• [TASK DESCRIPTION]: A bare number is all that is needed: how many lines below contain the string "stone"?

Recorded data
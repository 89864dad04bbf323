use dioxus::prelude::*;

use super::PageHeader;
use crate::auth_session::AuthContext;
use crate::components::ui::{ApiErrorNotice, Card, Loading};
use crate::routes::Route;

#[component]
pub fn AdminDashboard() -> Element {
    let auth = use_context::<AuthContext>();
    let api = auth.client.analytics();
    let overview = use_resource(move || {
        let api = api.clone();
        async move { api.fetch_overview().await }
    });

    let body = match &*overview.read() {
        None => rsx! { Loading {} },
        Some(Err(error)) => rsx! { ApiErrorNotice { error: error.clone() } },
        Some(Ok(stats)) => rsx! {
            div { class: "mb-8 grid grid-cols-2 gap-4 lg:grid-cols-4",
                Stat { label: "Page views today", value: stats.today_pv }
                Stat { label: "Visitors today", value: stats.today_uv }
                Stat { label: "Published posts", value: stats.published_posts }
                Stat { label: "Pending comments", value: stats.pending_comments }
            }
            Card { title: "Hot posts",
                if stats.hot_posts.is_empty() {
                    p { class: "text-sm text-stone-500", "Nothing trending yet." }
                } else {
                    ol { class: "space-y-2",
                        for hot in stats.hot_posts.iter() {
                            li { key: "{hot.post_id}", class: "flex justify-between text-sm",
                                Link {
                                    to: Route::PostDetail { slug: hot.slug.clone() },
                                    class: "text-emerald-700 hover:underline",
                                    "{hot.title}"
                                }
                                span { class: "text-stone-500", "score {hot.score}" }
                            }
                        }
                    }
                }
            }
        },
    };

    rsx! {
        PageHeader { title: "Dashboard" }
        {body}
    }
}

#[component]
fn Stat(#[props(into)] label: String, value: u64) -> Element {
    rsx! {
        div { class: "rounded-lg border border-stone-200 bg-white p-4",
            p { class: "text-xs uppercase tracking-wide text-stone-500", "{label}" }
            p { class: "mt-1 text-2xl font-semibold", "{value}" }
        }
    }
}
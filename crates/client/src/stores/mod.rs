//! Domain stores mirroring server data.

pub mod posts;

pub use posts::{Pagination, PostState, PostStore};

• [EXPECTED ANSWER]: 4